There are going to be major problems of unity, a fair measure of opportunism and demagoguery fuelled by many moments for selfie-generated revolutionary rhetoric and incorrect or untimely strategies (there always are).

These can’t all be resolved by reaching back into our recent past for answers. The contexts, the people and the causes are different.

It helps however, for students to develop their historical consciousness as was of great benefit to us in the 1980 high school boycotts that grew against great odds. In our strategic planning sessions of the ‘Committee of 81’ that grew out of a movement for the right to have Student Representative Councils, sparked by the dismissal of two progressive teachers from a Hanover Park school, we constantly referred to the lessons to be learnt from the June 1976 protests and the 1973 Durban worker strikes that revived grassroots struggles against apartheid.
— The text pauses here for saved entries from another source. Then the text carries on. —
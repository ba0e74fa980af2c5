//! Markdown export of an assessment report, built from the same panels the UI renders.

use crate::models::assessment::GovernmentAssessment;
use crate::models::company::Company;
use crate::report::panels::{render_panels, RowValue};

const EMPTY_VALUE: &str = "暂无";

pub fn render_markdown(company: &Company, assessment: &GovernmentAssessment) -> String {
    let title = if company.name.trim().is_empty() {
        "企业".to_string()
    } else {
        company.name.clone()
    };
    let mut out = format!("# {title} 政府招商评估报告\n");

    for panel in render_panels(company, assessment) {
        out.push_str(&format!("\n## {}\n\n", panel.title));
        for row in &panel.rows {
            match &row.value {
                RowValue::Text { value } => {
                    let value = if value.trim().is_empty() {
                        EMPTY_VALUE
                    } else {
                        value.as_str()
                    };
                    out.push_str(&format!("- **{}**：{}\n", row.label, value));
                }
                RowValue::List { items } if items.is_empty() => {
                    out.push_str(&format!("- **{}**：{}\n", row.label, EMPTY_VALUE));
                }
                RowValue::List { items } => {
                    out.push_str(&format!("- **{}**：\n", row.label));
                    for item in items {
                        out.push_str(&format!("  - {item}\n"));
                    }
                }
            }
        }
    }

    out
}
This led to a culture of struggle built on unity across various sectors in society where high school students volunteered in union advice offices, mobilised support for three significant strikes through the consumer boycotts of Fattis and Monis, Rowntree sweets and red meat. Community-based youth and civic organisations were created across working and middle class communities with high school and progressive university students forming strong critical alliances with many people driven by their circumstances into the struggle for human rights.

Community issues of rent, transport and a living wage were written about in the student social media of the time - illegal pamphlets, screen-printed posters and t-shirts, grassroots newsletters and, eventually in community newspapers like Grassroots that became powerful organising tools.

These socio-economic issues were campaigned for by door-to-door ‘huis besoek’ and in centralised or decentralised rallies. Apart from a unifying student manifesto, we produced awareness programmes of alternative education in school and communities inspired by methods of political education outlined in ‘Pedagogy of the oppressed’ by Paulo Freire as it had taken root in places like the Mozambique of Samora Machel, the Zimbabwe of a then sane Mugabe, the Cuba of Fidel Castro, the Chile of Allende and the Tanzania of Julius Nyerere.

Strong calls were made for ‘class suicide’ where more middle class elements were called on to ‘side with the oppressed’ egged on by the constant refrains in ‘Gumbas’ of Peter Tosh, Bob Marley and the Wailers, Hugh Masekela, Miriam Makeba, Pink Floyd’s The Wall’ and in later years consolidated by the poetics of Linton Kwesi Johnson, Gil Scott Heron and the insurrectionary Fela Kuti.

In between we took time out to chill with George Benson, Earth Wind and Fire, Aretha Franklin, The Jacksons, Diana Ross, Stevie Wonder, ABBA and — who can forget — Donna Summer while going on hikes and camping trips that ALL became politically charged moments for sharpening our tools of resistance. The inter-school sports events were moments for pamphleteering and political speeches (in stadiums of 8,000 students at a time almost every day of the week for many months). Train or bus journeys became opportunities to engage fellow commuters in guerrilla theatre that shed light on the burning issues of the day.

It is in this culture of activism that people like Ashley Kriel, an ANC guerrilla, performed his community leadership that resulted in a life cut short too soon and too brutally – a major loss to all who knew him and to the project of democracy.

Views expressed are not necessarily GroundUp’s.